In hyperbolas, eccentricity measures how "stretched" the conic section is. It is a crucial parameter that helps in distinguishing hyperbolas from other conic sections like ellipses or circles. Eccentricity, denoted as \( e \), of a hyperbola is always greater than 1. In this problem, it is calculated using the formula:

• \( e = \sqrt{1 + \frac{b^2}{a^2}} \)

Here, \( a \) and \( b \) are derived from the equation \( \frac{y^2}{a^2} - \frac{x^2}{b^2} = 1 \).
For our specific hyperbola with \( a^2 = 2 \) and \( b^2 = 8 \), substituting these values gives \( e = \sqrt{5} \).
This shows that the hyperbola is significantly elongated along its transverse axis.

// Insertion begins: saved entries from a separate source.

//! Shared test utilities.
//!
//! Synthetic image builders used across unit tests and the integration
//! tests. The gradient fill gives JPEG something non-trivial to compress,
//! so encoded sizes scale believably with pixel count.

use image::codecs::bmp::BmpEncoder;
use image::codecs::jpeg::JpegEncoder;
use image::{ExtendedColorType, ImageEncoder, RgbImage};
use std::path::Path;

fn gradient(width: u32, height: u32) -> RgbImage {
    RgbImage::from_fn(width, height, |x, y| {
        image::Rgb([(x % 256) as u8, (y % 256) as u8, ((x + y) % 256) as u8])
    })
}

/// Encode a synthetic JPEG in memory.
pub fn encode_test_jpeg(width: u32, height: u32) -> Vec<u8> {
    let img = gradient(width, height);
    let mut buf = Vec::new();
    JpegEncoder::new(&mut buf)
        .write_image(img.as_raw(), width, height, ExtendedColorType::Rgb8)
        .unwrap();
    buf
}

/// Encode a synthetic BMP in memory (uncompressed, so it is large).
pub fn encode_test_bmp(width: u32, height: u32) -> Vec<u8> {
    let img = gradient(width, height);
    let mut buf = Vec::new();
    BmpEncoder::new(&mut buf)
        .write_image(img.as_raw(), width, height, ExtendedColorType::Rgb8)
        .unwrap();
    buf
}

/// Write a synthetic JPEG file.
pub fn write_test_jpeg(path: &Path, width: u32, height: u32) {
    std::fs::write(path, encode_test_jpeg(width, height)).unwrap();
}

/// Write a synthetic BMP file.
pub fn write_test_bmp(path: &Path, width: u32, height: u32) {
    std::fs::write(path, encode_test_bmp(width, height)).unwrap();
}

The foci of a hyperbola are points that lie on the transverse axis and are symmetrical about the center of the hyperbola. For a hyperbola oriented along the y-axis, like the one given, the foci have coordinates \( (0, \pm c) \). The value of \( c \) defines how far apart these foci are from the origin.

• Calculate \( c \) as \( c = ae = \sqrt{2} \times \sqrt{5} = \sqrt{10} \)
• The foci are \( (0, \pm \sqrt{10}) \)

These foci are crucial in defining the hyperbola's geometric properties and are not located on the curve itself but help form it.
Each point on the hyperbola maintains a constant difference in distance from each focus.

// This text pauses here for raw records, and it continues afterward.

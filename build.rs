fn main() {
    // Re-run if git HEAD changes (new commits, checkouts, etc.)
    println!("cargo:rerun-if-changed=.git/HEAD");
    println!("cargo:rerun-if-changed=.git/refs/");

    let hash = std::process::Command::new("git")
        .args(["rev-parse", "--short", "HEAD"])
        .output()
        .ok()
        .filter(|o| o.status.success())
        .map(|o| String::from_utf8_lossy(&o.stdout).trim().to_string())
        .unwrap_or_default();

    let on_tag = std::process::Command::new("git")
        .args(["describe", "--exact-match", "--tags", "HEAD"])
        .output()
        .ok()
        .is_some_and(|o| o.status.success());

    println!("cargo:rustc-env=GIT_HASH={hash}");
    println!("cargo:rustc-env=ON_RELEASE_TAG={on_tag}");
}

The directrices of a hyperbola are lines parallel to the conjugate axis that help define its shape. For the equation \( \frac{y^2}{a^2} - \frac{x^2}{b^2} = 1 \), the directrices are given by the equations:

• \( y = \pm \frac{a^2}{c} \)

In this scenario, after computing \( c = \sqrt{10} \) and \( a^2 = 2 \), the directrices are found by:

• \( y = \pm \frac{2}{\sqrt{10}} = \pm \frac{\sqrt{10}}{5} \)

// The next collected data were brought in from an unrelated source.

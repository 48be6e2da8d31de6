//! Codec adapter trait and shared imaging types.
//!
//! The [`ImageCodec`] trait is the seam between pipeline logic and pixel
//! work: decode raw bytes into a raster, re-encode a raster as JPEG, and
//! resize a raster to fit inside a bounding box. The raster itself is an
//! associated type — the production [`JpegCodec`](super::jpeg_codec::JpegCodec)
//! uses a real decoded image, while the test mock simulates encoded sizes
//! from dimensions alone, so reduction-loop tests never pay for real
//! encoding.
//!
//! A raster is owned by exactly one processing step at a time and is
//! replaced wholesale by every resize; nothing here is shared across files.

use crate::naming::SourceFormat;
use thiserror::Error;

#[derive(Error, Debug)]
pub enum CodecError {
    #[error("decode failed: {0}")]
    Decode(String),
    #[error("encode failed: {0}")]
    Encode(String),
}

/// Width and height of a raster, in pixels. Both are always ≥ 1 for any
/// raster a codec hands out.
#[derive(Debug, Clone, Copy, PartialEq, Eq)]
pub struct Dimensions {
    pub width: u32,
    pub height: u32,
}

impl Dimensions {
    pub fn new(width: u32, height: u32) -> Self {
        Self { width, height }
    }

    /// Total pixel count. u64 so large sensor sizes cannot overflow.
    pub fn pixels(self) -> u64 {
        self.width as u64 * self.height as u64
    }

    /// Width over height.
    pub fn aspect_ratio(self) -> f64 {
        self.width as f64 / self.height as f64
    }
}

impl std::fmt::Display for Dimensions {
    fn fmt(&self, f: &mut std::fmt::Formatter<'_>) -> std::fmt::Result {
        write!(f, "{}x{}", self.width, self.height)
    }
}

/// Quality setting for lossy JPEG encoding (1-100). Clamped on construction.
#[derive(Debug, Clone, Copy, PartialEq, Eq)]
pub struct Quality(u32);

impl Quality {
    pub fn new(value: u32) -> Self {
        Self(value.clamp(1, 100))
    }

    pub fn value(self) -> u32 {
        self.0
    }
}

impl Default for Quality {
    fn default() -> Self {
        Self(90)
    }
}

/// Trait for image codecs.
///
/// Implementations must uphold two contracts the reduction loop depends on:
/// - the raster returned by `resize_to_fit` fits within the requested
///   bounds with aspect ratio preserved (no cropping);
/// - `encode` output length is the only authority on encoded size — callers
///   never predict it from pixel count.
pub trait ImageCodec {
    /// In-memory decoded image handle.
    type Raster;

    /// Decode raw file bytes into a raster. The format hint selects the
    /// decoder; the bytes are still validated in full.
    fn decode(&self, bytes: &[u8], format: SourceFormat) -> Result<Self::Raster, CodecError>;

    /// Report a raster's current dimensions.
    fn dimensions(&self, raster: &Self::Raster) -> Dimensions;

    /// Serialize a raster as JPEG at the given quality.
    fn encode(&self, raster: &Self::Raster, quality: Quality) -> Result<Vec<u8>, CodecError>;

    /// Aspect-preserving resize to fit within `bounds` (longest side scaled
    /// to the box, shorter side proportionally, never cropped).
    fn resize_to_fit(&self, raster: &Self::Raster, bounds: Dimensions) -> Self::Raster;
}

The directrices help in constructing the hyperbola's asymptotes and are an extension of its geometric property.

Graphing a hyperbola requires plotting several components: the center, the foci, the vertices, and the directrices. Given the equation \( \frac{y^2}{2} - \frac{x^2}{8} = 1 \), the graph centers at the origin. Here, the transverse axis is along the y-axis.
To accurately portray the hyperbola:

• Identify the vertices at \( (0, \pm \sqrt{2}) \).
• Plot the foci points \( (0, \pm \sqrt{10}) \).
• Draw the directrices at \( y = \pm \frac{\sqrt{10}}{5} \).

By connecting these points and considering the asymptotic behavior (lines through opposite vertices of the rectangle formed by \( a \) and \( b \)), a complete and accurate graph of the hyperbola is created.
This visual representation helps in better understanding the structure and properties of the hyperbola.